## Dataset records
-------------------------

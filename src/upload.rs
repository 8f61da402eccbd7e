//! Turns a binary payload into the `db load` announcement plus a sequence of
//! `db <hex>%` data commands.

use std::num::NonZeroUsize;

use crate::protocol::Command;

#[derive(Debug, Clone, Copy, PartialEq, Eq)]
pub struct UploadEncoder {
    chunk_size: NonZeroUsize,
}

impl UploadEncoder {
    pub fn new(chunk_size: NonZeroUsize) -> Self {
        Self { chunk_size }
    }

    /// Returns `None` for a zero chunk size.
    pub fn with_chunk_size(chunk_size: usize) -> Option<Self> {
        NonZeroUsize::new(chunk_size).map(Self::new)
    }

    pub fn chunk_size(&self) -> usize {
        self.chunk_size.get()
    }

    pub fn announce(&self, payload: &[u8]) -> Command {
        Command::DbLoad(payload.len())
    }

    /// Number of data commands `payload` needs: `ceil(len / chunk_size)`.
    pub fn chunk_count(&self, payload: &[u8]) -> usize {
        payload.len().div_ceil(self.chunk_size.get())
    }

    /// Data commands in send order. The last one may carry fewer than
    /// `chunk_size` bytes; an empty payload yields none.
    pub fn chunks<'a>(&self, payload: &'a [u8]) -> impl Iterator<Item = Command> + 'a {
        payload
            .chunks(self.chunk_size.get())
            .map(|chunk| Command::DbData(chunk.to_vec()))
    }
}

-------------------------

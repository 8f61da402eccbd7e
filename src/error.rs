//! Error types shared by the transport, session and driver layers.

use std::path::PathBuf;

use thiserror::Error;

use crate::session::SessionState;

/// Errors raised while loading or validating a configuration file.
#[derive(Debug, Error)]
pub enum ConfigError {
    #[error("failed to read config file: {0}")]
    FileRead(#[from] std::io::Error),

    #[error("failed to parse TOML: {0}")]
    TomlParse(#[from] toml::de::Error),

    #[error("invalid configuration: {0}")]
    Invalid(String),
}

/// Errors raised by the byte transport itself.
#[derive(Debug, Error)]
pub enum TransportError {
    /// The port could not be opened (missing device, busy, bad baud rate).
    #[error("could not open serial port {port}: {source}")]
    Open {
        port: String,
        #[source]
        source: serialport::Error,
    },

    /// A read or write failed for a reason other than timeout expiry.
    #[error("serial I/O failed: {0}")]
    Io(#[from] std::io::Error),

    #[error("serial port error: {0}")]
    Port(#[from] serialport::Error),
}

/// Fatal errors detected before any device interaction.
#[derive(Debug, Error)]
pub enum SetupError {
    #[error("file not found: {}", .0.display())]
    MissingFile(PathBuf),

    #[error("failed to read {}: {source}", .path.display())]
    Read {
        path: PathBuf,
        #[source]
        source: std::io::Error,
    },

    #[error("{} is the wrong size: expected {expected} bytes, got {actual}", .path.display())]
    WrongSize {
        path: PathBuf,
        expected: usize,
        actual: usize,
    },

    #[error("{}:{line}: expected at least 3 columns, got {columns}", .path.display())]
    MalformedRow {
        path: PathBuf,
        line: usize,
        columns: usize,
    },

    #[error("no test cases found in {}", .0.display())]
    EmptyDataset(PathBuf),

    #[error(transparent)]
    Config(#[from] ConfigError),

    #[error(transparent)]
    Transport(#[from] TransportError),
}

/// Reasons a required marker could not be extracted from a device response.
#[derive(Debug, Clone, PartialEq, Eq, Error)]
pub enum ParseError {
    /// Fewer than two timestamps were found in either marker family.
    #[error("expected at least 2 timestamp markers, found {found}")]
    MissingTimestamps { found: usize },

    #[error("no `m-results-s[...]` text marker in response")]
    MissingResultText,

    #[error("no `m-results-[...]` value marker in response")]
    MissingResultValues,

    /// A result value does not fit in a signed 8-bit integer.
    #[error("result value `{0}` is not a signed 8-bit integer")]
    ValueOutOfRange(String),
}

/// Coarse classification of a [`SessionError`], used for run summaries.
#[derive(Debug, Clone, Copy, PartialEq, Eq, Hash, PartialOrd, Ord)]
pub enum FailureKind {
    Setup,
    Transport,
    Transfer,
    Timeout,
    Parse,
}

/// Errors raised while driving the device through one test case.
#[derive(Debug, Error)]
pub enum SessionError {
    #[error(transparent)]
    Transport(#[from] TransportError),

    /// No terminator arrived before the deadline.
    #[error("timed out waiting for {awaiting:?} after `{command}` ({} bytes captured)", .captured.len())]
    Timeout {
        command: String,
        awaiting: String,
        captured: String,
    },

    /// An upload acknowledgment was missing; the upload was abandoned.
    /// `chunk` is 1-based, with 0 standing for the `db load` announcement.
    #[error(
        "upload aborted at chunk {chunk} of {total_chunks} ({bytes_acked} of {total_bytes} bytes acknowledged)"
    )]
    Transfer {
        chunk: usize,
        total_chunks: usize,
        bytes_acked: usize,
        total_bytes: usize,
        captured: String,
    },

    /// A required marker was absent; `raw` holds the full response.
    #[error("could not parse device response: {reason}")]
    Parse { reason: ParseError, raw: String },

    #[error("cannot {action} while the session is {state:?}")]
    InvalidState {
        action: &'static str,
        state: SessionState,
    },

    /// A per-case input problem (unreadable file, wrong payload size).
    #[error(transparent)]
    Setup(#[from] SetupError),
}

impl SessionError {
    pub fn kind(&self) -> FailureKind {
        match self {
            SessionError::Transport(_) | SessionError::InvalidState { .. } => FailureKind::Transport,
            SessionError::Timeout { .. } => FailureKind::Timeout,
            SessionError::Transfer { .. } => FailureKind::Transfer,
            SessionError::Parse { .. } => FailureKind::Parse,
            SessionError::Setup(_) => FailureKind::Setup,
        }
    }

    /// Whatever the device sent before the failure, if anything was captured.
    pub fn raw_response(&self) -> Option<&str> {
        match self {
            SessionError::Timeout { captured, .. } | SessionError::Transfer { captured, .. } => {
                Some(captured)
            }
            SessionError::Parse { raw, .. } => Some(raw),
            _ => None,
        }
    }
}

-------------------------

## What you should do
For the records above, state how many lines contain "raised". Add nothing to the number.

## Reply to the exercise
3